The team would also like to incorporate weather and traffic APIs in order to inform users of potential danger areas as well as the routes to avoid them. Data centers then automatically process the data and alert authorities in case of crisis. The project was developed using XCode for iOS development, using the python language, the IBM Watson Developer Cloud for the machine learning model, and Adobe illustrator for art work and design.įor future works the team would like to integrate smart sensors into both populated and unpopulated danger areas in order to collect constant information and send it to data centers. Machine learning is used in order to identify wildfires.Once a report has been made users within the area are alerted, along side with authorities.Users may check the vicinity for existing and active fires.Users may report a fire by either uploading a pre-shot photo or live.The map with pins of wildfires around the world can be viewed.
#Apps like firestream verification
#Apps like firestream code
The source code and screenshots from the project was uploaded to github and can be accessed through the URL. By allowing the user to simultaneously alert authorities and other users the evacuation process, in the case of confirmation, will be much easier and at a faster rate. Usually when reporting a wild fire the time line goes as follows: Users make a phone call, emergency call centers answer and report the fire, authorities are alerted and respond accordingly, once the rescuers arrive at the scene of the fire the local area citizens begin to evacuate.įireWatch however allows users to merge two steps into one. Furthermore, the manpower needed to put out a fire can be determined through inspection of the images.
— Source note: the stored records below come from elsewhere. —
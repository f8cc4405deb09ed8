//! Conference event catalog.
//!
//! The catalog is loaded once at startup, either from the bundled
//! `embedded/events.json` or from a user-supplied file, and is read-only
//! afterwards. Catalog order is the order of the unfiltered list.

use chrono::{Datelike, NaiveDate};
use serde::{Deserialize, Deserializer, Serialize};
use std::collections::{BTreeMap, BTreeSet};
use std::path::{Path, PathBuf};
use thiserror::Error;

use crate::app_data;
use crate::config::CatalogConfig;
use crate::regions::StateCode;

/// Shown for events without a usable date
pub const DATE_TBD: &str = "Data a definir";

const MONTHS_PT: [&str; 12] = [
    "janeiro", "fevereiro", "março", "abril", "maio", "junho",
    "julho", "agosto", "setembro", "outubro", "novembro", "dezembro",
];

/// Errors that can occur while loading a catalog
#[derive(Error, Debug)]
pub enum CatalogError {
    #[error("Catalog file not found: {0}")]
    NotFound(PathBuf),

    #[error("IO error: {0}")]
    Io(#[from] std::io::Error),

    #[error("Invalid catalog JSON: {0}")]
    Parse(#[from] serde_json::Error),
}

/// Social network links of an event
#[derive(Debug, Clone, Default, PartialEq, Serialize, Deserialize)]
pub struct Socials {
    #[serde(default, skip_serializing_if = "Option::is_none")]
    pub twitter: Option<String>,
    #[serde(default, skip_serializing_if = "Option::is_none")]
    pub telegram: Option<String>,
    #[serde(default, skip_serializing_if = "Option::is_none")]
    pub instagram: Option<String>,
}

impl Socials {
    /// Present links as (label, url) pairs, in display order
    pub fn links(&self) -> Vec<(&'static str, &str)> {
        [
            ("Twitter", self.twitter.as_deref()),
            ("Telegram", self.telegram.as_deref()),
            ("Instagram", self.instagram.as_deref()),
        ]
        .into_iter()
        .filter_map(|(label, url)| url.filter(|u| !u.is_empty()).map(|u| (label, u)))
        .collect()
    }
}

/// A single conference entry.
///
/// Only `name` is modelled as possibly absent; the other scalar fields fall
/// back to empty values so the views can render whatever subset exists.
#[derive(Debug, Clone, Default, PartialEq, Serialize, Deserialize)]
pub struct Event {
    #[serde(default, skip_serializing_if = "Option::is_none")]
    pub name: Option<String>,
    /// "YYYY-MM", or empty when unknown
    #[serde(default, deserialize_with = "null_as_default")]
    pub date: String,
    #[serde(default, deserialize_with = "null_as_default")]
    pub approximate: bool,
    #[serde(default, deserialize_with = "null_as_default")]
    pub city: String,
    #[serde(default, deserialize_with = "null_as_default")]
    pub state: String,
    #[serde(default, deserialize_with = "null_as_default")]
    pub url: String,
    #[serde(default, deserialize_with = "null_as_default")]
    pub price: String,
    #[serde(default, skip_serializing_if = "Option::is_none")]
    pub description: Option<String>,
    #[serde(default, skip_serializing_if = "Option::is_none")]
    pub tags: Option<Vec<String>>,
    #[serde(default, skip_serializing_if = "Option::is_none")]
    pub socials: Option<Socials>,
}

fn null_as_default<'de, D, T>(deserializer: D) -> Result<T, D::Error>
where
    D: Deserializer<'de>,
    T: Default + Deserialize<'de>,
{
    Ok(Option::<T>::deserialize(deserializer)?.unwrap_or_default())
}

impl Event {
    /// Name for display; nameless entries still need a row label
    pub fn display_name(&self) -> &str {
        self.name.as_deref().unwrap_or("(sem nome)")
    }

    /// Case-insensitive substring match on the name.
    ///
    /// `needle` must already be lowercased. A nameless event never matches,
    /// not even the empty needle.
    pub fn name_contains(&self, needle: &str) -> bool {
        let Some(name) = self.name.as_deref() else {
            return false;
        };
        needle.is_empty() || name.to_lowercase().contains(needle)
    }

    /// Whether this event passes the state filter (`None` means all states)
    pub fn in_state(&self, state: Option<&StateCode>) -> bool {
        state.is_none_or(|code| code == self.state.as_str())
    }

    pub fn state_code(&self) -> Option<StateCode> {
        (!self.state.is_empty()).then(|| StateCode::new(self.state.as_str()))
    }

    pub fn formatted_date(&self) -> String {
        format_event_date(&self.date)
    }

    /// "city, state", skipping whichever part is missing
    pub fn location(&self) -> String {
        [self.city.as_str(), self.state.as_str()]
            .into_iter()
            .filter(|part| !part.is_empty())
            .collect::<Vec<_>>()
            .join(", ")
    }

    pub fn description(&self) -> Option<&str> {
        self.description.as_deref().filter(|d| !d.trim().is_empty())
    }

    pub fn tags(&self) -> &[String] {
        self.tags.as_deref().unwrap_or_default()
    }
}

/// Format a "YYYY-MM" date as Portuguese month and year ("março de 2025").
///
/// Anything that is not exactly two `-`-separated numeric parts naming a
/// real month falls back to [`DATE_TBD`].
pub fn format_event_date(date: &str) -> String {
    let parts: Vec<&str> = date.trim().split('-').collect();
    let [year, month] = parts.as_slice() else {
        return DATE_TBD.to_string();
    };

    let (Ok(year), Ok(month)) = (year.trim().parse::<i32>(), month.trim().parse::<u32>()) else {
        return DATE_TBD.to_string();
    };

    match NaiveDate::from_ymd_opt(year, month, 1) {
        Some(first_day) => format!("{} de {}", MONTHS_PT[first_day.month0() as usize], first_day.year()),
        None => DATE_TBD.to_string(),
    }
}

/// Result counter shown above the list
pub fn results_label(count: usize) -> String {
    if count == 1 {
        "1 resultado".to_string()
    } else {
        format!("{} resultados", count)
    }
}

/// The ordered, immutable list of events
#[derive(Debug, Clone, Default)]
pub struct Catalog {
    events: Vec<Event>,
}

impl Catalog {
    pub fn new(events: Vec<Event>) -> Self {
        Self { events }
    }

    /// Parse a JSON array of events
    pub fn from_json(json: &str) -> Result<Self, CatalogError> {
        let events: Vec<Event> = serde_json::from_str(json)?;
        Ok(Self::new(events))
    }

    /// Load a catalog from a JSON file on disk
    pub fn from_path(path: &Path) -> Result<Self, CatalogError> {
        if !path.exists() {
            return Err(CatalogError::NotFound(path.to_path_buf()));
        }
        let content = std::fs::read_to_string(path)?;
        Self::from_json(&content)
    }

    /// The catalog bundled with the application
    pub fn embedded() -> Result<Self, CatalogError> {
        Self::from_json(app_data::embedded_events_json())
    }

    pub fn events(&self) -> &[Event] {
        &self.events
    }

    pub fn len(&self) -> usize {
        self.events.len()
    }

    pub fn is_empty(&self) -> bool {
        self.events.is_empty()
    }

    /// Unique, non-empty state codes that have at least one event (sorted)
    pub fn states_with_events(&self) -> BTreeSet<StateCode> {
        self.events.iter().filter_map(Event::state_code).collect()
    }

    /// Number of events per state code
    pub fn counts_by_state(&self) -> BTreeMap<StateCode, usize> {
        let mut counts = BTreeMap::new();
        for code in self.events.iter().filter_map(Event::state_code) {
            *counts.entry(code).or_insert(0) += 1;
        }
        counts
    }
}

/// Load the catalog described by the configuration.
///
/// A configured file that cannot be read falls back to the bundled catalog;
/// if even that fails the application starts with an empty list.
pub fn load_catalog(config: &CatalogConfig) -> Catalog {
    if let Some(ref path) = config.path {
        match Catalog::from_path(Path::new(path)) {
            Ok(catalog) => {
                tracing::info!("Loaded {} events from {}", catalog.len(), path);
                return catalog;
            }
            Err(e) => {
                tracing::warn!("Failed to load catalog from {}: {}. Using bundled catalog", path, e);
            }
        }
    }

    match Catalog::embedded() {
        Ok(catalog) => {
            tracing::info!("Loaded {} bundled events", catalog.len());
            catalog
        }
        Err(e) => {
            tracing::error!("Bundled catalog is invalid: {}", e);
            Catalog::default()
        }
    }
}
FireWatch monumentally reduces the time it takes to report and rescue by allowing users to take photos of wildfire and alerting every other user within the vicinity of it, along with the appropriate rescue units needed. On average, it takes two to three hours for a satellite to recognize, confirm, and report a wildfire before response units can take action. The application uses machine learning for image recognition, allowing for early and instantaneous wildfire detection. The project is an iOS application that uses crowd sourcing as a tool to allow any user to report a fire.